吴先生的女儿吴尚菊在《永远的怀念》中回忆:“在1970年至1977年作为‘五七战士’的近10年时间里,他与深山沟里的农民、教师、学生建立了十分深厚的感情。每逢春荒时节,有的人家揭不开锅了,父亲总是把自己的工资分成十几份儿,再带上全家人勒紧裤腰带省下的粮食,一一登门相送,并安慰大家坚定信心,好日子就在前头。”[1]3董仁、张万有《吴士文精神永放光芒》写道:“吴先生对同人文友亲和奖掖,对乡亲农友真情善待。他下乡插队的乡亲叫他‘老吴头儿’,并且称赞他是‘天底下少有的好人!’乡亲们不会忘记当年‘老吴头儿’关心民生,善待民众,扶贫济困的一桩桩好事——王金生老人情真意切地说,那时,‘俺小队穷,总共35户人家,到了闹春荒的时候,怎么也有20多家揭不开锅啊!自从老吴头儿下乡来到俺小队,他就把自己家折腾得一贫如洗呀。为什么?都帮了俺这些穷乡亲了。东家10元,西家5元,穷苦人家都多次得到他家的关照,有一回,他家邻居的孩子得了个急病,肚子疼得在炕上直打滚,吴老师看家里实在没有钱了,就立马把身上一套八成新的衣服脱下来,又把老伴儿手上的镯子撸下来,交给邻居说,快去换钱给孩子治病去吧。”[1]177在中国修辞学界,他以“乐于助人”倍受赞誉。

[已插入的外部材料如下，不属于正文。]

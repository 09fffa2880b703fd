//! # validizer
//!
//! Validation and normalization of free-form text input: phone numbers,
//! postal codes, licence plates, names, numbers, ranges, dates, card numbers
//! and picks from a list of options.
//!
//! ## Quick Start
//!
//! ```rust
//! use validizer::prelude::*;
//!
//! let postal = PostalCode::default();
//! assert_eq!(postal.validate("a1b 2c3").unwrap(), "A1B-2C3");
//!
//! let genre = OptionMatcher::new(OptionSet::parse("Rock,Pop,Jazz")).autocomplete(true);
//! assert_eq!(genre.validate("ro").unwrap(), "Rock");
//! ```
//!
//! ## Built-in Validators
//!
//! - **Templates**: [`TemplateMatcher`](validators::TemplateMatcher),
//!   [`Phone`](validators::Phone), [`PostalCode`](validators::PostalCode),
//!   [`LicencePlate`](validators::LicencePlate)
//! - **Digit groups**: [`Mcp`](validators::Mcp), [`BankCard`](validators::BankCard)
//! - **Numeric**: [`Number`](validators::Number), [`Range`](validators::Range)
//! - **Text**: [`Name`](validators::Name), [`OptionMatcher`](validators::OptionMatcher)
//! - **Calendar**: [`Date`](validators::Date)
//!
//! Every validator returns the normalized value or a
//! [`ValidationError`](foundation::ValidationError) carrying an
//! [`ErrorKind`](foundation::ErrorKind) and a human-readable message.
//! Defaults live on [`ValidatorConfig`](config::ValidatorConfig) and
//! [`Registry`](registry::Registry) dispatches by validator name.

// ValidationError is returned by value from every validator; boxing it would
// add an allocation to every rejected input.
#![allow(clippy::result_large_err)]

pub mod config;
pub mod foundation;
pub mod prelude;
pub mod registry;
pub mod validators;
//! Basic usage example for validizer
//!
//! Run: `RUST_LOG=validizer=debug cargo run -p validizer --example basic_usage`

use tracing_subscriber::EnvFilter;
use validizer::prelude::*;

fn main() -> Result<(), ConfigError> {
    tracing_subscriber::fmt()
        .with_env_filter(EnvFilter::from_default_env())
        .init();

    let registry = Registry::new(ValidatorConfig::default())?
        .with_rule(Rule::options(OptionSet::parse("Rock, Paper, Scissors"), true));

    let inputs = [
        ("phone number", "709 555 1234"),
        ("postal code", "a1b2c3"),
        ("licence plate", "abc-12"),
        ("name", "mary-jane o'brien"),
        ("number", "1234.5"),
        ("range", "10-5"),
        ("mcp", "123456789012"),
        ("bank card", "9111111111111111"),
        ("text", "ro"),
        ("date", "2024 02 29"),
        ("colour", "red"),
    ];

    for (validator, input) in inputs {
        match registry.validate_named(validator, input) {
            Ok(value) => println!("✓ {validator}: {input:?} -> {value}"),
            Err(e) => println!("✗ {validator}: {input:?} rejected: {e}"),
        }
    }

    let price = ValidatorConfig::default()
        .number()
        .format(NumberFormat::Currency);
    match price.validate("-1234.5") {
        Ok(value) => println!("\n✓ currency: {value}"),
        Err(e) => println!("\n✗ currency: {e}"),
    }

    Ok(())
}
//! Catalog-specific selectors, record extraction, and data models.

pub mod extractor;
pub mod models;
pub mod normalize;
pub mod selectors;

pub use extractor::RecordExtractor;
pub use models::{Category, ProductRecord, RawRecord, RecordKey};
pub use selectors::{SelectorMap, SiteSelectors};
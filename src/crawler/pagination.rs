//! Per-category pagination.
//!
//! ```text
//! Idle --toggle on--> Filtered --extract, next--> Paging --extract, next--> Paging
//!                        |                           |
//!                        +------ no next page -------+--> Drained --toggle off--> Idle
//! ```
//!
//! Each physical page is extracted exactly once. A timeout while waiting for
//! the next-page control is how a category ends, not a failure.

use crate::browser::{PageAutomation, WaitOptions};
use crate::catalog::extractor::RecordExtractor;
use crate::catalog::models::{Category, ProductRecord};
use crate::catalog::selectors::{compile, ListingSelectors};
use crate::config::Config;
use crate::crawler::session::Session;
use crate::error::CrawlError;
use rand::Rng;
use scraper::{Html, Selector};
use std::collections::hash_map::DefaultHasher;
use std::hash::{Hash, Hasher};
use std::time::{Duration, Instant};
use tracing::{debug, info};

const SETTLE_POLL: Duration = Duration::from_millis(100);

/// Where the driver is within one category.
#[derive(Debug, Clone, Copy, PartialEq, Eq)]
pub enum PageState {
    /// No filter applied.
    Idle,
    /// Category filter applied, first page loaded.
    Filtered,
    /// Moved past the first page.
    Paging,
    /// No further page; filter still applied.
    Drained,
}

/// Records gathered for one category.
#[derive(Debug, Clone)]
pub struct CategoryCrawl {
    pub category: String,
    /// Pages extracted
    pub pages: u32,
    pub records: Vec<ProductRecord>,
}

/// Timing knobs for the driver.
#[derive(Debug, Clone)]
pub struct PaginationSettings {
    pub element_timeout: Duration,
    pub next_page_timeout: Duration,
    pub delay_ms: u64,
    pub delay_jitter_ms: u64,
    pub max_pages: Option<u32>,
}

impl From<&Config> for PaginationSettings {
    fn from(config: &Config) -> Self {
        Self {
            element_timeout: config.element_timeout(),
            next_page_timeout: config.next_page_timeout(),
            delay_ms: config.delay_ms,
            delay_jitter_ms: config.delay_jitter_ms,
            max_pages: config.max_pages,
        }
    }
}

/// Walks every result page of one category.
pub struct PaginationDriver<'a> {
    extractor: &'a RecordExtractor,
    container_selector: String,
    next_selector: String,
    container: Selector,
    settings: PaginationSettings,
}

impl<'a> PaginationDriver<'a> {
    pub fn new(
        extractor: &'a RecordExtractor,
        listing: &ListingSelectors,
        settings: PaginationSettings,
    ) -> Result<Self, CrawlError> {
        Ok(Self {
            extractor,
            container: compile("listing.container", &listing.container)?,
            container_selector: listing.container.clone(),
            next_selector: listing.next_page.clone(),
            settings,
        })
    }

    /// Filters the listing to `category`, extracts every page, then clears the filter.
    pub async fn crawl<P: PageAutomation>(
        &self,
        session: &Session<P>,
        category: &Category,
    ) -> Result<CategoryCrawl, CrawlError> {
        let mut crawl =
            CategoryCrawl { category: category.name.clone(), pages: 0, records: Vec::new() };
        let mut state = PageState::Idle;
        // Snapshot taken while confirming a re-render, reused for extraction.
        let mut pending: Option<String> = None;
        // Fingerprint of the listing as last seen, compared after each click.
        let mut current = self.fingerprint(&session.snapshot().await?);

        loop {
            debug!("{}: {:?}", category.name, state);

            state = match state {
                PageState::Idle => {
                    let html = self.toggle(session, category, current).await?;
                    pending = Some(html);
                    PageState::Filtered
                }
                PageState::Filtered | PageState::Paging => {
                    let html = match pending.take() {
                        Some(html) => html,
                        None => session.snapshot().await?,
                    };
                    current = self.fingerprint(&html);

                    let records = self.extractor.extract(&html);
                    crawl.pages += 1;
                    debug!(
                        "{}: page {} has {} records",
                        category.name,
                        crawl.pages,
                        records.len()
                    );
                    crawl.records.extend(records);

                    if self.page_limit_reached(crawl.pages) {
                        info!("{}: stopping at page limit {}", category.name, crawl.pages);
                        PageState::Drained
                    } else if !self.next_available(session).await? {
                        PageState::Drained
                    } else {
                        session.click(&self.next_selector).await?;
                        self.pause().await;
                        pending = Some(self.wait_for_change(session, current).await?);
                        PageState::Paging
                    }
                }
                PageState::Drained => {
                    self.toggle(session, category, current).await?;
                    break;
                }
            };
        }

        info!(
            "{}: {} records across {} pages",
            category.name,
            crawl.records.len(),
            crawl.pages
        );
        Ok(crawl)
    }

    /// Clicks the category checkbox and waits for the listing to re-render.
    ///
    /// Returns the first snapshot whose listing differs from `before`.
    async fn toggle<P: PageAutomation>(
        &self,
        session: &Session<P>,
        category: &Category,
        before: u64,
    ) -> Result<String, CrawlError> {
        session.click(&category.toggle).await?;
        self.pause().await;
        self.wait_for_change(session, before).await
    }

    /// True if the next-page control exists and can be clicked.
    async fn next_available<P: PageAutomation>(
        &self,
        session: &Session<P>,
    ) -> Result<bool, CrawlError> {
        let options = WaitOptions::present(self.settings.next_page_timeout);

        match session.page().wait_for_element(&self.next_selector, options).await {
            Ok(()) => {}
            Err(e) if e.is_timeout() => {
                debug!("No next page control");
                return Ok(false);
            }
            Err(e) => return Err(e.into()),
        }

        let usable = session.page().is_interactable(&self.next_selector).await?;
        if !usable {
            debug!("Next page control present but disabled");
        }
        Ok(usable)
    }

    /// Polls until the listing container differs from `before`; returns that snapshot.
    ///
    /// The whole wait is bounded by the element timeout. A listing that never
    /// changes is a failed re-render.
    async fn wait_for_change<P: PageAutomation>(
        &self,
        session: &Session<P>,
        before: u64,
    ) -> Result<String, CrawlError> {
        let timeout = self.settings.element_timeout;
        let deadline = Instant::now() + timeout;

        loop {
            let remaining = deadline.saturating_duration_since(Instant::now()).max(SETTLE_POLL);
            session.wait_present(&self.container_selector, remaining).await?;

            let html = session.snapshot().await?;
            if self.fingerprint(&html) != before {
                return Ok(html);
            }

            if Instant::now() >= deadline {
                return Err(CrawlError::NavigationTimeout {
                    selector: self.container_selector.clone(),
                    timeout,
                });
            }
            tokio::time::sleep(SETTLE_POLL).await;
        }
    }

    /// Hash of the listing container's markup, or of the whole page if it is missing.
    fn fingerprint(&self, html: &str) -> u64 {
        let document = Html::parse_document(html);
        let mut hasher = DefaultHasher::new();

        match document.select(&self.container).next() {
            Some(container) => container.html().hash(&mut hasher),
            None => html.hash(&mut hasher),
        }
        hasher.finish()
    }

    fn page_limit_reached(&self, pages: u32) -> bool {
        self.settings.max_pages.is_some_and(|max| pages >= max)
    }

    /// Adds a random delay to mimic human behavior.
    async fn pause(&self) {
        if self.settings.delay_ms == 0 && self.settings.delay_jitter_ms == 0 {
            return;
        }

        let jitter = if self.settings.delay_jitter_ms > 0 {
            rand::rng().random_range(0..=self.settings.delay_jitter_ms)
        } else {
            0
        };

        let total = self.settings.delay_ms + jitter;
        debug!("Delaying {}ms", total);
        tokio::time::sleep(Duration::from_millis(total)).await;
    }
}
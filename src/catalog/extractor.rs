//! Record extraction from listing page snapshots.

use crate::catalog::models::{ProductRecord, RawRecord};
use crate::catalog::selectors::{compile, SelectorMap};
use crate::error::CrawlError;
use scraper::{ElementRef, Html, Selector};
use tracing::{debug, trace};

/// Extracts product records from the rows of a listing page.
///
/// Selectors are compiled once; [`RecordExtractor::extract`] is pure and does
/// not wait or navigate.
pub struct RecordExtractor {
    base_url: String,
    product_row: Selector,
    short_description: Selector,
    sku: Selector,
    vpn: Selector,
    msrp: Selector,
    list_price: Selector,
    upc: Selector,
    stock: Selector,
    url: Selector,
}

impl RecordExtractor {
    /// Compiles the selector map. `base_url` resolves relative product links.
    pub fn new(map: &SelectorMap, base_url: impl Into<String>) -> Result<Self, CrawlError> {
        Ok(Self {
            base_url: base_url.into().trim_end_matches('/').to_string(),
            product_row: compile("product_row", &map.product_row)?,
            short_description: compile("short_description", &map.short_description)?,
            sku: compile("sku", &map.sku)?,
            vpn: compile("vpn", &map.vpn)?,
            msrp: compile("msrp", &map.msrp)?,
            list_price: compile("list_price", &map.list_price)?,
            upc: compile("upc", &map.upc)?,
            stock: compile("stock", &map.stock)?,
            url: compile("url", &map.url)?,
        })
    }

    /// Returns one normalized record per product row, in page order.
    pub fn extract(&self, html: &str) -> Vec<ProductRecord> {
        let records: Vec<ProductRecord> =
            self.extract_raw(html).into_iter().map(RawRecord::normalize).collect();

        debug!("Extracted {} records from page", records.len());
        records
    }

    /// Returns the raw text of every product row without normalizing it.
    pub fn extract_raw(&self, html: &str) -> Vec<RawRecord> {
        let document = Html::parse_document(html);
        document.select(&self.product_row).map(|row| self.extract_row(row)).collect()
    }

    fn extract_row(&self, row: ElementRef) -> RawRecord {
        let raw = RawRecord {
            short_description: self.text(row, &self.short_description, "short_description"),
            sku: self.text(row, &self.sku, "sku"),
            vpn: self.text(row, &self.vpn, "vpn"),
            msrp: self.text(row, &self.msrp, "msrp"),
            list_price: self.text(row, &self.list_price, "list_price"),
            upc: self.text(row, &self.upc, "upc"),
            stock: self.text(row, &self.stock, "stock"),
            url: self.href(row),
        };

        trace!("Row: sku={} vpn={}", raw.sku, raw.vpn);
        raw
    }

    /// Trimmed text of the first match inside `row`, or an empty string.
    fn text(&self, row: ElementRef, selector: &Selector, field: &str) -> String {
        match row.select(selector).next() {
            Some(e) => e.text().collect::<String>().trim().to_string(),
            None => {
                trace!("No match for {} in row", field);
                String::new()
            }
        }
    }

    /// Absolute product URL from the first `url` match inside `row`.
    fn href(&self, row: ElementRef) -> String {
        row.select(&self.url)
            .next()
            .and_then(|e| e.value().attr("href"))
            .map(|href| self.absolute_url(href.trim()))
            .unwrap_or_default()
    }

    fn absolute_url(&self, href: &str) -> String {
        if href.is_empty() || href.starts_with("http://") || href.starts_with("https://") {
            href.to_string()
        } else if href.starts_with("//") {
            let scheme = self.base_url.split_once("://").map_or("https", |(scheme, _)| scheme);
            format!("{}:{}", scheme, href)
        } else if href.starts_with('/') {
            format!("{}{}", self.base_url, href)
        } else {
            format!("{}/{}", self.base_url, href)
        }
    }
}
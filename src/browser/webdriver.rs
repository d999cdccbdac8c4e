//! WebDriver-backed page automation using fantoccini.
//!
//! Talks to any W3C WebDriver server (geckodriver, chromedriver) listening at
//! the configured URL. The driver process itself is managed by the operator.

use crate::browser::automation::{AutomationError, PageAutomation, WaitOptions, WaitPolicy};
use crate::config::Config;
use async_trait::async_trait;
use fantoccini::error::CmdError;
use fantoccini::{Client, ClientBuilder, Locator};
use serde_json::{json, Value};
use std::sync::atomic::{AtomicBool, Ordering};
use std::time::{Duration, Instant};
use tracing::{debug, info, trace, warn};

const POLL_INTERVAL: Duration = Duration::from_millis(100);

/// A single browser page driven over WebDriver.
pub struct WebDriverPage {
    client: Client,
    load_timeout: Duration,
    closed: AtomicBool,
}

impl WebDriverPage {
    /// Opens a new WebDriver session using the configured endpoint.
    pub async fn connect(config: &Config) -> Result<Self, AutomationError> {
        info!("Connecting to WebDriver at {}", config.webdriver_url);

        let mut builder = ClientBuilder::native();
        builder.capabilities(Self::capabilities(config.headless));

        let client = builder
            .connect(&config.webdriver_url)
            .await
            .map_err(|e| AutomationError::Driver(format!("failed to start session: {}", e)))?;

        Ok(Self {
            client,
            load_timeout: Duration::from_millis(config.element_timeout_ms),
            closed: AtomicBool::new(false),
        })
    }

    /// Session capabilities. Page loads are `eager` so [`WaitPolicy`] decides how long to block.
    fn capabilities(headless: bool) -> serde_json::Map<String, Value> {
        let mut caps = serde_json::Map::new();
        caps.insert("pageLoadStrategy".to_string(), json!("eager"));

        if headless {
            caps.insert("moz:firefoxOptions".to_string(), json!({ "args": ["-headless"] }));
            caps.insert("goog:chromeOptions".to_string(), json!({ "args": ["--headless=new"] }));
        }

        caps
    }

    fn ensure_open(&self) -> Result<(), AutomationError> {
        if self.closed.load(Ordering::SeqCst) {
            return Err(AutomationError::SessionClosed);
        }
        Ok(())
    }

    /// Polls `document.readyState` until the page reports complete.
    async fn wait_for_load(&self, url: &str) -> Result<(), AutomationError> {
        let deadline = Instant::now() + self.load_timeout;

        loop {
            let state = self
                .client
                .execute("return document.readyState;", Vec::new())
                .await
                .map_err(driver)?;

            if state.as_str() == Some("complete") {
                return Ok(());
            }

            if Instant::now() >= deadline {
                return Err(AutomationError::Timeout {
                    selector: format!("document load of {}", url),
                    timeout: self.load_timeout,
                });
            }

            tokio::time::sleep(POLL_INTERVAL).await;
        }
    }
}

fn driver(err: CmdError) -> AutomationError {
    AutomationError::Driver(err.to_string())
}

#[async_trait]
impl PageAutomation for WebDriverPage {
    async fn navigate(&self, url: &str, policy: WaitPolicy) -> Result<(), AutomationError> {
        self.ensure_open()?;
        debug!("Navigating to {}", url);

        self.client.goto(url).await.map_err(driver)?;

        match policy {
            WaitPolicy::Commit => Ok(()),
            WaitPolicy::Load => self.wait_for_load(url).await,
        }
    }

    async fn wait_for_element(
        &self,
        selector: &str,
        options: WaitOptions,
    ) -> Result<(), AutomationError> {
        self.ensure_open()?;
        trace!("Waiting up to {:?} for {}", options.timeout, selector);

        let started = Instant::now();
        let element = match self
            .client
            .wait()
            .at_most(options.timeout)
            .for_element(Locator::Css(selector))
            .await
        {
            Ok(element) => element,
            Err(CmdError::WaitTimeout) => {
                return Err(AutomationError::Timeout {
                    selector: selector.to_string(),
                    timeout: options.timeout,
                });
            }
            Err(e) => return Err(driver(e)),
        };

        if !options.visible {
            return Ok(());
        }

        let deadline = started + options.timeout;
        loop {
            if element.is_displayed().await.map_err(driver)? {
                return Ok(());
            }
            if Instant::now() >= deadline {
                return Err(AutomationError::Timeout {
                    selector: selector.to_string(),
                    timeout: options.timeout,
                });
            }
            tokio::time::sleep(POLL_INTERVAL).await;
        }
    }

    async fn is_interactable(&self, selector: &str) -> Result<bool, AutomationError> {
        self.ensure_open()?;

        let elements = self.client.find_all(Locator::Css(selector)).await.map_err(driver)?;
        let Some(element) = elements.first() else {
            return Ok(false);
        };

        if !element.is_displayed().await.map_err(driver)?
            || !element.is_enabled().await.map_err(driver)?
        {
            return Ok(false);
        }

        // Pagination links are often anchors disabled only through markup.
        let aria_disabled = element.attr("aria-disabled").await.map_err(driver)?;
        let class = element.attr("class").await.map_err(driver)?.unwrap_or_default();

        Ok(aria_disabled.as_deref() != Some("true")
            && !class.split_whitespace().any(|c| c == "disabled"))
    }

    async fn click(&self, selector: &str) -> Result<(), AutomationError> {
        self.ensure_open()?;
        debug!("Clicking {}", selector);

        let elements = self.client.find_all(Locator::Css(selector)).await.map_err(driver)?;
        let element = elements
            .first()
            .ok_or_else(|| AutomationError::NotFound { selector: selector.to_string() })?;

        element.click().await.map_err(driver)
    }

    async fn type_text(&self, text: &str) -> Result<(), AutomationError> {
        self.ensure_open()?;

        let focused = self.client.active_element().await.map_err(driver)?;
        focused.send_keys(text).await.map_err(driver)
    }

    async fn evaluate(&self, script: &str, args: Vec<Value>) -> Result<Value, AutomationError> {
        self.ensure_open()?;

        self.client
            .execute(script, args)
            .await
            .map_err(|e| AutomationError::Script(e.to_string()))
    }

    async fn close(&self) -> Result<(), AutomationError> {
        if self.closed.swap(true, Ordering::SeqCst) {
            return Ok(());
        }

        info!("Closing browser session");
        if let Err(e) = self.client.clone().close().await {
            warn!("Failed to close WebDriver session: {}", e);
            return Err(driver(e));
        }
        Ok(())
    }
}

乔成果《夕阳无限好——记著名修辞学家吴士文教授》说:“吴士文教授非常关心青年同志,对别人总是有求必应,在他的桌子上常堆着一大沓外地来信,有问候的,有求教的,有沟通信息的,有请他作序的……吴士文教授重感情讲信义,做到每信必复,不论星期天,还是节假日,就是在病中也不例外。据了解他的同志说,几年来他回过别人4 000多封信,如果每封信是500~1 000字,累计起来就是二百多万字,简直是一部人际交往的巨著。”[2]201武汉大学郑远汉《哭士文》说:“尤其可贵的是他真心实意地鼓励和支持学术界同人。他帮助并协同其他同志一起出书、写文章;朋友们出版了新著,他主动撰稿为之呐喊;朋友们取得的成就,他热情地为之讴歌……”[2]226于绍纲《忆吴士文先生的处世立身》记述了他和吴先生的交往:“吴先生走上丹东市领导岗位,如同任教一样履职尽责,对待我这样的晚辈也一如既往地亲近。”[1]76顾伟的《破格录取你》《要书与赠书》《成全藏书家》《增加优秀奖》《字幅换印章》《集邮展览会》《深刻的教诲》《还得你来写》《意外的收获》《夸奖小编辑》《仿珍珠项链》《最后的题词》等文章,通过讲述一个个生动的故事,刻画了吴先生助人为乐、平易近人的高大形象。
“德高学富,功业长存”,这是吕叔湘在陈望道百岁诞辰时的题词,我们认为用这个题词概括吴先生的一生再恰切不过了。诚如董仁、张万有在《吴士文精神永放光芒》中所说的那样:“吴士文的故事感人肺腑,催人泪下,因此吴士文精神是具有很强的感召力,斯人可敬,其事可学。吴士文的业绩卓著,为专家公认,世人仰慕,后学追随,因此吴士文精神是具有很强影响力的,饱含正能量,日久而弥新。”[1]180
今天, 在“奋斗百年路,启航新征程”的火红年代里,每一天都会发生故事,每个人都有自己的故事,每一处都在传诵故事。响应习近平总书记的号召,讲好中国故事,“特别是要讲好新时代的故事”[3],是实现中华民族伟大复兴中国梦的题中应有之义。从这一点看,《故事》的出版就更有现实和历史意义了。